Les intentions d’embauche des entreprises en forte hausse en 2019

Xavier Trudeau
Апреля 14, 2019

Bonne nouvelle pour l'emploi. Non seulement le nombre de recrutements augmente à 4,3 en moyenne par établissement, mais le nombre d'entreprises en recherche de main-d'?uvre progresse également pour atteindre 26,4 % d'entre elles.

Lorsque Pôle Emploi, fin 2018, a interrogé les entreprises bretonnes sur leurs intentions d'embauche pour 2019, elles ont été plus nombreuses à répondre par l'affirmative.

Intentions d'embauche ne signifie pas automatiquement embauche, a-t-il rappelé, certaines pouvant être abandonnées ou, au contraire, donner lieu à plus de recrutements par effet de cascade. Celle-ci concerne tous les secteurs d'activité, à l'exception de l'industrie manufacturière.

Parallèlement, les difficultés anticipées de recrutement sont aussi en forte hausse, et concernent 50,1 % des projets d'embauche (44,4 % en 2018).
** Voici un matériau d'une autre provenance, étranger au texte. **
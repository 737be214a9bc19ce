//! # Path Utilities
//!
//! Normalization and joining of request paths and route templates.
//!
//! A normalized path always starts with `/`, never contains `//` and never
//! ends with `/` unless it is the root.

/// Normalize a path: leading slash, no repeated or trailing slashes
///
/// Idempotent: normalizing an already normalized path returns it unchanged.
#[must_use]
pub fn normalize(path: &str) -> String {
    let mut out = String::with_capacity(path.len() + 1);
    out.push('/');
    for segment in path.split('/').filter(|s| !s.is_empty()) {
        if out.len() > 1 {
            out.push('/');
        }
        out.push_str(segment);
    }
    out
}

/// Join namespace segments and a trailing path, then normalize
#[must_use]
pub fn join<S: AsRef<str>>(segments: &[S], path: &str) -> String {
    let mut joined = String::from("/");
    for segment in segments {
        joined.push_str(segment.as_ref());
        joined.push('/');
    }
    joined.push_str(path);
    normalize(&joined)
}

/// Whether `path` starts with `segment` as a whole path segment
///
/// `/v2/users` and `/v2.json` start with `v2`; `/v22` does not.
#[must_use]
pub fn starts_with_segment(path: &str, segment: &str) -> bool {
    let trimmed = path.trim_start_matches('/');
    trimmed
        .strip_prefix(segment)
        .is_some_and(|rest| rest.is_empty() || rest.starts_with('/') || rest.starts_with('.'))
}

/// Extension of the last path segment, without the dot
#[must_use]
pub fn extension(path: &str) -> Option<&str> {
    let last = path.rsplit('/').next().unwrap_or(path);
    last.rsplit_once('.')
        .map(|(_, ext)| ext)
        .filter(|ext| !ext.is_empty())
}

#[cfg(test)]
mod tests {
    use super::*;

    #[test]
    fn test_normalize_adds_leading_slash() {
        assert_eq!(normalize("users"), "/users");
        assert_eq!(normalize(""), "/");
    }

    #[test]
    fn test_normalize_squeezes_and_trims() {
        assert_eq!(normalize("//users///1/"), "/users/1");
        assert_eq!(normalize("/"), "/");
        assert_eq!(normalize("///"), "/");
    }

    #[test]
    fn test_normalize_idempotent() {
        for raw in ["/a//b/", "x", "/", "/users/:id/posts", "//v1//things.json"] {
            let once = normalize(raw);
            assert_eq!(normalize(&once), once);
        }
    }

    #[test]
    fn test_join_namespaces() {
        assert_eq!(join(&["users", ":id"], "/posts"), "/users/:id/posts");
        assert_eq!(join(&["/api/", "/v1"], "/"), "/api/v1");
        let empty: [&str; 0] = [];
        assert_eq!(join(&empty, "/"), "/");
    }

    #[test]
    fn test_starts_with_segment() {
        assert!(starts_with_segment("/v2/users", "v2"));
        assert!(starts_with_segment("/v2", "v2"));
        assert!(starts_with_segment("/v2.json", "v2"));
        assert!(!starts_with_segment("/v22/users", "v2"));
        assert!(!starts_with_segment("/users", "v2"));
    }

    #[test]
    fn test_extension() {
        assert_eq!(extension("/users.json"), Some("json"));
        assert_eq!(extension("/v1.0/users"), None);
        assert_eq!(extension("/users"), None);
        assert_eq!(extension("/users."), None);
    }
}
Conformément à la structure de l'économie française, les services, aux particuliers ou aux entreprises, captent le plus grand nombre de projets d'embauches, comme en témoigne le Top 3 des métiers les plus recherchés (hors saisonniers de l'agriculture): agent d'entretien de locaux; serveurs de cafés ou de restaurants; aides, apprentis ou employé de cuisine. Cela représente 2,69 millions d'embauches potentielles.
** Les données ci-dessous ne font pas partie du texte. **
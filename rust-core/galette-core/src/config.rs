//! # Scoped Configuration
//!
//! A stack of configuration frames backing the nested DSL.
//!
//! Every scope block pushes a [`ConfigFrame`] and pops it on exit. Routes
//! capture a [`ConfigStack::snapshot`], an owned deep merge of every frame,
//! so later changes to an outer scope never reach routes already declared.
//!
//! ## Merge rules
//!
//! - Scalars (`namespace`, `version`, `vendor`): the inner frame wins
//! - Lists (callbacks, rescuers): inner entries are appended after outer ones
//! - [`Layered`] lists (formats, parses): appended unless the inner frame
//!   resets them
//! - Maps (renderers, parsers, constraints, defaults): key-wise, inner wins
//! - Middleware: appended, dropping entries equal to one already present

use crate::callbacks::Callback;
use crate::format::Format;
use crate::middleware::MiddlewareList;
use crate::parser::Parser;
use crate::render::Renderer;
use crate::rescue::RescueEntry;
use crate::route::Constraint;
use serde_json::{Map, Value};
use std::collections::HashMap;
use std::fmt;
use std::hash::Hash;
use std::sync::Arc;

/// Deep-merge of an inner (more specific) value into an outer one
pub trait Merge {
    /// Merge `inner` over `self`
    fn merge(&mut self, inner: &Self);
}

impl Merge for String {
    fn merge(&mut self, inner: &Self) {
        self.clone_from(inner);
    }
}

impl<T: Clone> Merge for Vec<T> {
    fn merge(&mut self, inner: &Self) {
        self.extend(inner.iter().cloned());
    }
}

impl<K: Clone + Eq + Hash, V: Clone> Merge for HashMap<K, V> {
    fn merge(&mut self, inner: &Self) {
        for (key, value) in inner {
            self.insert(key.clone(), value.clone());
        }
    }
}

impl Merge for Map<String, Value> {
    fn merge(&mut self, inner: &Self) {
        for (key, value) in inner {
            self.insert(key.clone(), value.clone());
        }
    }
}

/// A list that either extends or replaces the lists of outer frames
#[derive(Debug, Clone, PartialEq, Eq)]
pub struct Layered<T> {
    items: Vec<T>,
    reset: bool,
}

impl<T> Default for Layered<T> {
    fn default() -> Self {
        Self {
            items: Vec::new(),
            reset: false,
        }
    }
}

impl<T> Layered<T> {
    /// Items that replace everything declared further out
    #[must_use]
    pub fn reset(items: impl IntoIterator<Item = T>) -> Self {
        Self {
            items: items.into_iter().collect(),
            reset: true,
        }
    }

    /// Items appended to those declared further out
    #[must_use]
    pub fn append(items: impl IntoIterator<Item = T>) -> Self {
        Self {
            items: items.into_iter().collect(),
            reset: false,
        }
    }

    /// Resolved items
    #[must_use]
    pub fn items(&self) -> &[T] {
        &self.items
    }

    /// Whether these items discard outer ones
    #[must_use]
    pub const fn is_reset(&self) -> bool {
        self.reset
    }

    /// First item
    #[must_use]
    pub fn first(&self) -> Option<&T> {
        self.items.first()
    }
}

impl<T: Clone> Merge for Layered<T> {
    fn merge(&mut self, inner: &Self) {
        if inner.reset {
            self.items.clone_from(&inner.items);
            self.reset = true;
        } else {
            self.items.extend(inner.items.iter().cloned());
        }
    }
}

/// A typed configuration key
///
/// Each key names one optional slot of a [`ConfigFrame`].
pub trait Key {
    /// Value stored under the key
    type Value: Merge + Clone + Default;

    /// Slot in a frame
    fn slot(frame: &ConfigFrame) -> &Option<Self::Value>;

    /// Mutable slot in a frame
    fn slot_mut(frame: &mut ConfigFrame) -> &mut Option<Self::Value>;
}

fn merge_slot<T: Merge + Clone>(outer: &mut Option<T>, inner: &Option<T>) {
    if let Some(inner) = inner {
        match outer {
            Some(outer) => outer.merge(inner),
            None => *outer = Some(inner.clone()),
        }
    }
}

macro_rules! config_keys {
    ($( $(#[doc = $doc:literal])* $key:ident => $field:ident : $ty:ty ),* $(,)?) => {
        /// One layer of configuration
        ///
        /// Unset slots are `None`, so a frame only carries what its scope
        /// declared.
        #[derive(Clone, Default)]
        pub struct ConfigFrame {
            $(
                $(#[doc = $doc])*
                pub $field: Option<$ty>,
            )*
        }

        impl ConfigFrame {
            /// Merge `inner` over this frame
            pub fn merge(&mut self, inner: &Self) {
                $( merge_slot(&mut self.$field, &inner.$field); )*
            }
        }

        impl fmt::Debug for ConfigFrame {
            fn fmt(&self, f: &mut fmt::Formatter<'_>) -> fmt::Result {
                let mut set = f.debug_set();
                $(
                    if self.$field.is_some() {
                        set.entry(&stringify!($field));
                    }
                )*
                set.finish()
            }
        }

        /// Typed keys, one per [`ConfigFrame`] slot
        pub mod keys {
            use super::*;

            $(
                $(#[doc = $doc])*
                #[derive(Debug, Clone, Copy)]
                pub struct $key;

                impl Key for $key {
                    type Value = $ty;

                    fn slot(frame: &ConfigFrame) -> &Option<$ty> {
                        &frame.$field
                    }

                    fn slot_mut(frame: &mut ConfigFrame) -> &mut Option<$ty> {
                        &mut frame.$field
                    }
                }
            )*
        }
    };
}

config_keys! {
    /// Path segment contributed by a scope
    Namespace => namespace: String,
    /// API version of the enclosing `version` block
    Version => version: String,
    /// Vendor token expected in vendor media types
    Vendor => vendor: String,
    /// Response formats, first is the default
    Formats => formats: Layered<Format>,
    /// Custom renderers by format name
    Renderers => renderers: HashMap<String, Arc<dyn Renderer>>,
    /// Accepted request media types
    Parses => parses: Layered<String>,
    /// Body parsers by media type
    Parsers => parsers: HashMap<String, Arc<dyn Parser>>,
    /// Middleware wrapped around matched routes
    Middleware => middleware: MiddlewareList,
    /// Before, around and after filters
    Callbacks => callbacks: Vec<Callback>,
    /// Rescue handlers in declaration order
    Rescuers => rescuers: Vec<RescueEntry>,
    /// Segment constraints by parameter name
    Constraints => constraints: HashMap<String, Constraint>,
    /// Default parameter values
    Defaults => defaults: Map<String, Value>,
}

impl ConfigFrame {
    /// Empty frame
    #[must_use]
    pub fn new() -> Self {
        Self::default()
    }

    /// Frame with one key set
    #[must_use]
    pub fn with<K: Key>(mut self, value: K::Value) -> Self {
        *K::slot_mut(&mut self) = Some(value);
        self
    }

    /// Value of a key, if this frame sets it
    #[must_use]
    pub fn get<K: Key>(&self) -> Option<&K::Value> {
        K::slot(self).as_ref()
    }

    /// Value of a key, or its empty default
    #[must_use]
    pub fn value<K: Key>(&self) -> K::Value {
        K::slot(self).clone().unwrap_or_default()
    }
}

/// Ordered frames, innermost last
///
/// The root frame is never popped.
#[derive(Debug, Clone)]
pub struct ConfigStack {
    frames: Vec<ConfigFrame>,
}

impl Default for ConfigStack {
    fn default() -> Self {
        Self::new(ConfigFrame::default())
    }
}

impl ConfigStack {
    /// Stack with a root frame
    #[must_use]
    pub fn new(root: ConfigFrame) -> Self {
        Self { frames: vec![root] }
    }

    /// Push a frame
    pub fn push(&mut self, frame: ConfigFrame) {
        self.frames.push(frame);
    }

    /// Pop the innermost frame; `None` at the root
    pub fn pop(&mut self) -> Option<ConfigFrame> {
        if self.frames.len() > 1 {
            self.frames.pop()
        } else {
            None
        }
    }

    /// Number of frames, root included
    #[must_use]
    pub fn depth(&self) -> usize {
        self.frames.len()
    }

    fn top_mut(&mut self) -> &mut ConfigFrame {
        if self.frames.is_empty() {
            self.frames.push(ConfigFrame::default());
        }
        let last = self.frames.len() - 1;
        &mut self.frames[last]
    }

    /// Innermost value of a key, or its empty default
    #[must_use]
    pub fn read<K: Key>(&self) -> K::Value {
        self.get::<K>().cloned().unwrap_or_default()
    }

    /// Innermost value of a key
    #[must_use]
    pub fn get<K: Key>(&self) -> Option<&K::Value> {
        self.frames.iter().rev().find_map(|frame| K::slot(frame).as_ref())
    }

    /// Set a key on the top frame
    pub fn write<K: Key>(&mut self, value: K::Value) {
        *K::slot_mut(self.top_mut()) = Some(value);
    }

    /// Update a key on the top frame in place, starting from the empty
    /// default when the top frame does not set it
    pub fn update<K: Key>(&mut self, f: impl FnOnce(&mut K::Value)) {
        f(K::slot_mut(self.top_mut()).get_or_insert_with(Default::default));
    }

    /// Every frame's value for a key, outermost first
    #[must_use]
    pub fn all<K: Key>(&self) -> Vec<&K::Value> {
        self.frames
            .iter()
            .filter_map(|frame| K::slot(frame).as_ref())
            .collect()
    }

    /// Deep merge of the whole stack into one owned frame
    #[must_use]
    pub fn snapshot(&self) -> ConfigFrame {
        self.frames
            .iter()
            .fold(ConfigFrame::default(), |mut merged, frame| {
                merged.merge(frame);
                merged
            })
    }
}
Si les PME ont le plus de mal à recruter, les grandes entreprises de plus de 200 salariés ne sont plus épargnées (43 %, en hausse de onze points). En tête des métiers "difficiles", plusieurs du bâtiment (couvreurs, charpentiers, plombiers-chauffagistes.) et de l'industrie (carrossiers, mécaniciens, ouvriers qualifiés de maintenance, dessinateurs en mécanique.) mais aussi les métiers de l'aide à domicile.

Pour faire connaître ces métiers en tension, les agences Pôle emploi organisent chaque semaine un événement (job dating, découverte du métier.), soit "24 000 opérations" depuis septembre, selon M. Bassères. La première, qui revient dans les trois quarts des réponses, porte sur " l'inadéquation " du profil du candidat, conséquence d'un manque d'expérience, de motivation, de compétences techniques, ou d'un relationnel défaillant.
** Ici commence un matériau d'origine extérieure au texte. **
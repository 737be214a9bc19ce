//! # Response Formats
//!
//! Maps short format names (`json`, `xml`, ...) to media types and back.

use std::fmt;

/// Well-known format names and their media types
const KNOWN: &[(&str, &str)] = &[
    ("json", "application/json"),
    ("xml", "application/xml"),
    ("pdf", "application/pdf"),
    ("html", "text/html"),
    ("txt", "text/plain"),
    ("js", "application/javascript"),
    ("csv", "text/csv"),
];

/// A response format: short name plus media type
#[derive(Debug, Clone, PartialEq, Eq, Hash)]
pub struct Format {
    name: String,
    mime: String,
}

impl Format {
    /// Format with an explicit media type
    #[must_use]
    pub fn new(name: impl Into<String>, mime: impl Into<String>) -> Self {
        Self {
            name: name.into(),
            mime: mime.into(),
        }
    }

    /// Format for a name, using the well-known media type when there is one
    /// and `application/<name>` otherwise
    #[must_use]
    pub fn named(name: &str) -> Self {
        let name = name.trim_start_matches('.').to_ascii_lowercase();
        let mime = KNOWN
            .iter()
            .find(|(known, _)| *known == name)
            .map_or_else(|| format!("application/{name}"), |(_, mime)| (*mime).to_string());
        Self { name, mime }
    }

    /// JSON format
    #[must_use]
    pub fn json() -> Self {
        Self::named("json")
    }

    /// Short name (path extension)
    #[must_use]
    pub fn name(&self) -> &str {
        &self.name
    }

    /// Media type
    #[must_use]
    pub fn mime(&self) -> &str {
        &self.mime
    }
}

impl fmt::Display for Format {
    fn fmt(&self, f: &mut fmt::Formatter<'_>) -> fmt::Result {
        f.write_str(&self.name)
    }
}

impl From<&str> for Format {
    fn from(name: &str) -> Self {
        Self::named(name)
    }
}

/// Path extension for a media type: the well-known short name when there is
/// one, otherwise the subtype
#[must_use]
pub fn extension_for(media_type: &str) -> Option<&str> {
    let media_type = media_type.trim();
    if let Some((name, _)) = KNOWN
        .iter()
        .find(|(_, mime)| mime.eq_ignore_ascii_case(media_type))
    {
        return Some(name);
    }
    media_type.split_once('/').map(|(_, subtype)| subtype)
}

/// Whether a concrete media type satisfies a possibly-wildcarded range
/// (`*/*`, `text/*`)
#[must_use]
pub fn media_matches(range: &str, media_type: &str) -> bool {
    let (Some((range_type, range_sub)), Some((kind, sub))) =
        (range.split_once('/'), media_type.split_once('/'))
    else {
        return false;
    };
    (range_type == "*" || range_type.eq_ignore_ascii_case(kind))
        && (range_sub == "*" || range_sub.eq_ignore_ascii_case(sub))
}

#[cfg(test)]
mod tests {
    use super::*;

    #[test]
    fn test_named_known() {
        assert_eq!(Format::named("json").mime(), "application/json");
        assert_eq!(Format::named("txt").mime(), "text/plain");
        assert_eq!(Format::named(".HTML").name(), "html");
    }

    #[test]
    fn test_named_unknown_falls_back() {
        assert_eq!(Format::named("msgpack").mime(), "application/msgpack");
    }

    #[test]
    fn test_extension_for() {
        assert_eq!(extension_for("application/json"), Some("json"));
        assert_eq!(extension_for("text/plain"), Some("txt"));
        assert_eq!(extension_for("application/yaml"), Some("yaml"));
        assert_eq!(extension_for("*/*"), Some("*"));
        assert_eq!(extension_for("garbage"), None);
    }

    #[test]
    fn test_media_matches() {
        assert!(media_matches("*/*", "application/json"));
        assert!(media_matches("application/*", "application/json"));
        assert!(media_matches("application/json", "application/json"));
        assert!(!media_matches("text/*", "application/json"));
        assert!(!media_matches("application/xml", "application/json"));
    }
}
Les employeurs s'attendent toutefois à d'importantes difficultés de recrutement, selon Pôle emploi.

Cette enquête vient confirmer une autre publiée en décembre par l'Insee, qui soulignait que les difficultés de recrutement retrouvaient "un niveau proche de celui atteint en 2008", avant la crise.

En 2018, 75% des promesses d'embauche se sont concrétisées.

Pôle emploi publie tous les ans une enquête sur les besoins de main-d'œuvre.